Although these ideas have been employed as the basis of a successful economy in the past, certain Muslim banks were formed only at the end of the 20th century to provide Muslims with an alternative basis, even if the Islamic banking system is not confined to Muslims.
Shariah Equity Funds
A Shariah equity fund is an investment fund that follows Shariah law and the teachings of the Islamic religion. Socially responsible investing takes the form of Shariah-compliant mutual funds.
One of the various socially responsible investment categories is shariah-compliant funds. Just as other ESG funds, the funds examine potential portfolio investments according to specific requirements demanded by the followers of Islamic religion.
Concepts and Understanding
Economic concepts based on Islam provide a middle ground between extreme capitalism and communism.
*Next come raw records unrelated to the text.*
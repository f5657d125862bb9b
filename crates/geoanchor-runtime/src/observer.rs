//! [`ObserverState`] – everything the pipeline knows about the observer.
//!
//! Each field has exactly one writer:
//!
//! | Field | Written by |
//! |---|---|
//! | `location` | location fix / failure callbacks |
//! | current heading | compass callback |
//! | reference heading | tracking callback, via [`HeadingNormalizer::latch`] |

use geoanchor_perception::heading::{HeadingNormalizer, LatchOutcome};
use geoanchor_types::{CompassReading, GeoCoordinate, TrackingState};
use serde::Serialize;
use tracing::debug;

/// Mutable observer state owned by one session.
#[derive(Debug, Clone, Default)]
pub struct ObserverState {
    location: Option<GeoCoordinate>,
    heading: HeadingNormalizer,
}

/// Plain-data copy of [`ObserverState`] for display and logging.
#[derive(Debug, Clone, Copy, PartialEq, Serialize)]
pub struct ObserverSnapshot {
    pub location: Option<GeoCoordinate>,
    pub heading_degrees: Option<f64>,
    pub reference_heading_degrees: Option<f64>,
}

impl ObserverState {
    pub fn new() -> Self {
        Self::default()
    }

    /// A new fix replaces the previous location.
    pub fn apply_fix(&mut self, coordinate: GeoCoordinate) {
        self.location = Some(coordinate);
    }

    /// A failed fix forgets the location so no stale placements are drawn.
    pub fn clear_location(&mut self) {
        self.location = None;
    }

    pub fn apply_compass(&mut self, reading: CompassReading) {
        self.heading.update_heading(reading.heading_degrees);
    }

    /// React to a tracking update. Only [`TrackingState::Normal`] attempts a
    /// latch; other states return `None`.
    pub fn on_tracking(&mut self, state: TrackingState) -> Option<LatchOutcome> {
        match state {
            TrackingState::Normal => Some(self.heading.latch()),
            other => {
                debug!(state = ?other, "tracking not normal; latch not attempted");
                None
            }
        }
    }

    pub fn location(&self) -> Option<&GeoCoordinate> {
        self.location.as_ref()
    }

    pub fn heading_degrees(&self) -> Option<f64> {
        self.heading.current_heading()
    }

    pub fn reference_heading_degrees(&self) -> Option<f64> {
        self.heading.reference_heading()
    }

    pub fn snapshot(&self) -> ObserverSnapshot {
        ObserverSnapshot {
            location: self.location,
            heading_degrees: self.heading_degrees(),
            reference_heading_degrees: self.reference_heading_degrees(),
        }
    }
}
//! The single ordered sensor event queue.
//!
//! Every provider pushes into a clone of the same [`SensorSink`]. Because the
//! session drains the receiving end one envelope at a time, a compass sample
//! delivered before a tracking event is always applied before the latch check
//! that event triggers.

use geoanchor_types::{GeoError, SensorEnvelope, SensorEvent};
use tokio::sync::mpsc;
use tracing::trace;

/// Receiving end of the queue, owned by the session.
pub type SensorReceiver = mpsc::UnboundedReceiver<SensorEnvelope>;

/// Create a new queue.
pub fn sensor_queue() -> (SensorSink, SensorReceiver) {
    let (tx, rx) = mpsc::unbounded_channel();
    (SensorSink { tx }, rx)
}

/// Cloneable sending end of the sensor queue.
#[derive(Debug, Clone)]
pub struct SensorSink {
    tx: mpsc::UnboundedSender<SensorEnvelope>,
}

impl SensorSink {
    /// Wrap `event` in an envelope stamped with `source` and enqueue it.
    ///
    /// # Errors
    ///
    /// Returns [`GeoError::Channel`] when the session has gone away.
    pub fn send(&self, source: &str, event: SensorEvent) -> Result<(), GeoError> {
        trace!(source, ?event, "enqueue sensor event");
        self.tx
            .send(SensorEnvelope::new(source, event))
            .map_err(|e| GeoError::Channel(format!("sensor queue closed: {e}")))
    }

    /// `true` once the receiving side has been dropped.
    pub fn is_closed(&self) -> bool {
        self.tx.is_closed()
    }
}
impl AnchorSession {
    pub fn new(config: SessionConfig, landmarks: Vec<Landmark>, registry: SensorRegistry) -> Self {
        let (sink, queue) = sensor_queue();
        let id = Uuid::new_v4();
        Self {
            id,
            span: session_span(id, landmarks.len()),
            config,
            landmarks,
            state: ObserverState::new(),
            registry,
            sink: Some(sink),
            queue,
            subscriptions: Vec::new(),
            placements: Vec::new(),
        }
    }

    /// Request location permission and start the location, compass and
    /// tracking streams.
    ///
    /// Failures are logged and collected in the returned [`StartReport`];
    /// none of them abort the session. Calling `start` again tears down the
    /// existing streams first.
    pub fn start(&mut self) -> StartReport {
        let _span = self.span.clone().entered();
        self.stop_streams();
        let mut report = StartReport::default();
        let sink = self.sender();

        match self.start_location(sink.clone()) {
            Ok(sub) => {
                report.location_live = true;
                self.subscriptions.push(sub);
            }
            Err(e) => {
                warn!(session = %self.id, error = %e, "location stream not started; no placements will be produced");
                report.errors.push(e);
            }
        }

        let sample_rate = self.config.compass_sample_rate_degrees;
        let compass = self
            .registry
            .compass_mut()
            .and_then(|c| c.start(sample_rate, sink.clone()));
        match compass {
            Ok(sub) => {
                report.compass_live = true;
                self.subscriptions.push(sub);
            }
            Err(e) => {
                warn!(session = %self.id, error = %e, "compass stream not started; heading can never lock");
                report.errors.push(e);
            }
        }

        let tracking = self
            .registry
            .tracking_mut()
            .and_then(|t| t.subscribe(sink));
        match tracking {
            Ok(sub) => {
                report.tracking_live = true;
                self.subscriptions.push(sub);
            }
            Err(e) => {
                warn!(session = %self.id, error = %e, "tracking stream not started; heading can never lock");
                report.errors.push(e);
            }
        }

        info!(
            session = %self.id,
            location = report.location_live,
            compass = report.compass_live,
            tracking = report.tracking_live,
            "session started"
        );
        report
    }

    fn start_location(&mut self, sink: SensorSink) -> Result<Subscription, GeoError> {
        let options = self.config.location;
        let provider = self.registry.location_mut()?;
        match provider.request_permission()? {
            PermissionStatus::Granted => provider.watch(options, sink),
            PermissionStatus::Denied => Err(GeoError::PermissionDenied {
                provider: provider.id().to_string(),
            }),
        }
    }

    /// Apply one envelope. Returns `true` if the placement set changed.
    pub fn handle(&mut self, envelope: SensorEnvelope) -> bool {
        let _span = self.span.clone().entered();
        let source = envelope.source;
        match envelope.event {
            SensorEvent::LocationFix(coordinate) if coordinate.is_valid() => {
                debug!(%source, lat = coordinate.latitude, lon = coordinate.longitude, "location fix");
                self.state.apply_fix(coordinate);
            }
            SensorEvent::LocationFix(coordinate) => {
                warn!(%source, ?coordinate, "out-of-range fix treated as a failed fix");
                self.state.clear_location();
            }
            SensorEvent::LocationFailed { code, message } => {
                warn!(%source, code, %message, "location fix failed");
                self.state.clear_location();
            }
            SensorEvent::Compass(reading) => {
                debug!(%source, heading = reading.heading_degrees, "compass sample");
                self.state.apply_compass(reading);
                return false;
            }
            SensorEvent::Tracking { state, reason } => {
                debug!(%source, ?state, ?reason, "tracking update");
                match self.state.on_tracking(state) {
                    Some(LatchOutcome::Deferred) => {
                        info!(session = %self.id, "tracking normal but no heading yet; latch deferred");
                    }
                    Some(LatchOutcome::Locked(reference)) => {
                        info!(session = %self.id, reference, "placements anchored to reference heading");
                    }
                    Some(LatchOutcome::AlreadyLocked(_)) | None => {}
                }
            }
        }
        self.refresh()
    }

    fn refresh(&mut self) -> bool {
        let next = compute_placements(&self.state, &self.landmarks);
        if next == self.placements {
            return false;
        }
        self.placements = next;
        debug!(session = %self.id, count = self.placements.len(), "placements changed");
        self.registry.render(&self.placements);
        true
    }

    /// Apply every envelope already waiting in the queue. Returns how many
    /// were applied.
    pub fn drain_pending(&mut self) -> usize {
        let mut applied = 0;
        while let Ok(envelope) = self.queue.try_recv() {
            self.handle(envelope);
            applied += 1;
        }
        applied
    }

    /// Apply envelopes as they arrive until `shutdown` resolves or every
    /// sender is gone, then tear down every stream.
    ///
    /// The session drops its own sender first, so once all providers have
    /// unsubscribed (and any [`sink`][Self::sink] clones are dropped) the
    /// remaining events are applied and the loop ends.
    pub async fn run<F>(&mut self, shutdown: F)
    where
        F: Future<Output = ()>,
    {
        self.sink = None;
        tokio::pin!(shutdown);
        loop {
            tokio::select! {
                biased;
                _ = &mut shutdown => break,
                next = self.queue.recv() => match next {
                    Some(envelope) => {
                        self.handle(envelope);
                    }
                    None => {
                        info!(session = %self.id, "every sensor sender dropped; session loop ending");
                        break;
                    }
                },
            }
        }
        self.shutdown();
    }

    /// Cancel every sensor subscription. Further events from providers are
    /// no longer delivered. Safe to call more than once.
    pub fn shutdown(&mut self) {
        let _span = self.span.clone().entered();
        if !self.subscriptions.is_empty() {
            info!(session = %self.id, streams = self.subscriptions.len(), "session shutting down");
        }
        self.stop_streams();
    }

    fn stop_streams(&mut self) {
        for mut sub in self.subscriptions.drain(..) {
            sub.cancel();
        }
    }

    /// A sender onto this session's queue, for collaborators that are not
    /// registered providers.
    pub fn sink(&mut self) -> SensorSink {
        self.sender()
    }

    /// Clone the session's sender, opening a fresh queue if a previous
    /// [`run`][Self::run] released it.
    fn sender(&mut self) -> SensorSink {
        if let Some(sink) = &self.sink {
            return sink.clone();
        }
        let (sink, queue) = sensor_queue();
        self.queue = queue;
        self.sink = Some(sink.clone());
        sink
    }

    pub fn id(&self) -> Uuid {
        self.id
    }

    pub fn config(&self) -> &SessionConfig {
        &self.config
    }

    pub fn landmarks(&self) -> &[Landmark] {
        &self.landmarks
    }

    pub fn state(&self) -> &ObserverState {
        &self.state
    }

    /// The most recent placement set handed to the renderer.
    pub fn placements(&self) -> &[LandmarkPlacement] {
        &self.placements
    }

    /// Names of the streams currently running.
    pub fn active_streams(&self) -> Vec<&str> {
        self.subscriptions
            .iter()
            .filter(|s| s.is_active())
            .map(Subscription::name)
            .collect()
    }
}

impl Drop for AnchorSession {
    fn drop(&mut self) {
        self.shutdown();
    }
}

impl std::fmt::Debug for AnchorSession {
    fn fmt(&self, f: &mut std::fmt::Formatter<'_>) -> std::fmt::Result {
        f.debug_struct("AnchorSession")
            .field("id", &self.id)
            .field("landmarks", &self.landmarks.len())
            .field("state", &self.state.snapshot())
            .field("streams", &self.active_streams())
            .field("placements", &self.placements.len())
            .finish()
    }
}
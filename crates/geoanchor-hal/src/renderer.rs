//! Generic `PlacementRenderer` trait for whatever draws the landmark markers.

use geoanchor_types::LandmarkPlacement;

/// The rendering collaborator.
///
/// Receives the full placement set each time it changes. An empty slice means
/// nothing should be drawn, e.g. after the location fix was lost.
pub trait PlacementRenderer: Send {
    /// Stable identifier, e.g. `"ar_scene"`.
    fn id(&self) -> &str;

    fn render(&mut self, placements: &[LandmarkPlacement]);
}

#[cfg(test)]
mod tests {
    use super::*;
    use geoanchor_types::{PlacementVector, RelativeOffset};

    struct CountingRenderer {
        frames: usize,
        last_len: usize,
    }

    impl PlacementRenderer for CountingRenderer {
        fn id(&self) -> &str {
            "counting"
        }

        fn render(&mut self, placements: &[LandmarkPlacement]) {
            self.frames += 1;
            self.last_len = placements.len();
        }
    }

    #[test]
    fn counting_renderer_receives_frames() {
        let mut r = CountingRenderer {
            frames: 0,
            last_len: 0,
        };
        r.render(&[LandmarkPlacement {
            landmark_id: "town_hall".to_string(),
            offset: RelativeOffset::new(1.0, 2.0),
            vector: PlacementVector::new(1.0, 0.0, 2.0),
        }]);
        r.render(&[]);
        assert_eq!(r.id(), "counting");
        assert_eq!(r.frames, 2);
        assert_eq!(r.last_len, 0);
    }
}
It gives the individual the freedom to work and build riches while surrounding them in an atmosphere governed by Divine Guidance, which establishes moral laws and norms of behavior that must be followed with the utmost sincerity.
When people internalize and act on these rules and norms, the broader society benefits from peace and prosperity.
This is not a philosophical concept, taken from society’s daily life. It is manifested in every element of life. Which is the greatest way to do your job is by a trader, banker, farmer or research and development scientist? It is the concept of rivalry in capitalist economies.
This includes the need to produce more constantly to make a profit, thereby wasting and frequently generating unbreakable greed.
However, the idea of a person representing God on earth in an economy founded on Islamic principles provides businessmen a sense that they cooperate with others, including ourselves, for the well-being of the entire society.
Rules in the Market
Coercion, gambling, and usurious and harmful deals are all prohibited in Islam, as are dishonesty, fraud, and deception. Hoarding, speculating, and producer-merchant collusion against consumer interests, as well as monopolies that impair society’s socioeconomic well-being, are all outlawed. The basic principles that regulate market operations in an Islamic state are as follows:
- a) A person should be free to acquire, sell, and dispose of his or her belongings and money within the Shari’ah. A financial investment is Halal only if fulfills Shariah.
(b) The trader’s profit percent is not limited. It’s up to him and the nature of the items. That’s up to him. But moderation, satisfaction, and leniency must be taken into account.
- c) The Shari’ah emphasizes that criminal activity should be avoided in order to harm society or individuals.
(d) The State may not impose pricing unless an excessive price increase, drop or fraud is caused by artificial variables in the market. If such factors exist, the State should interfere.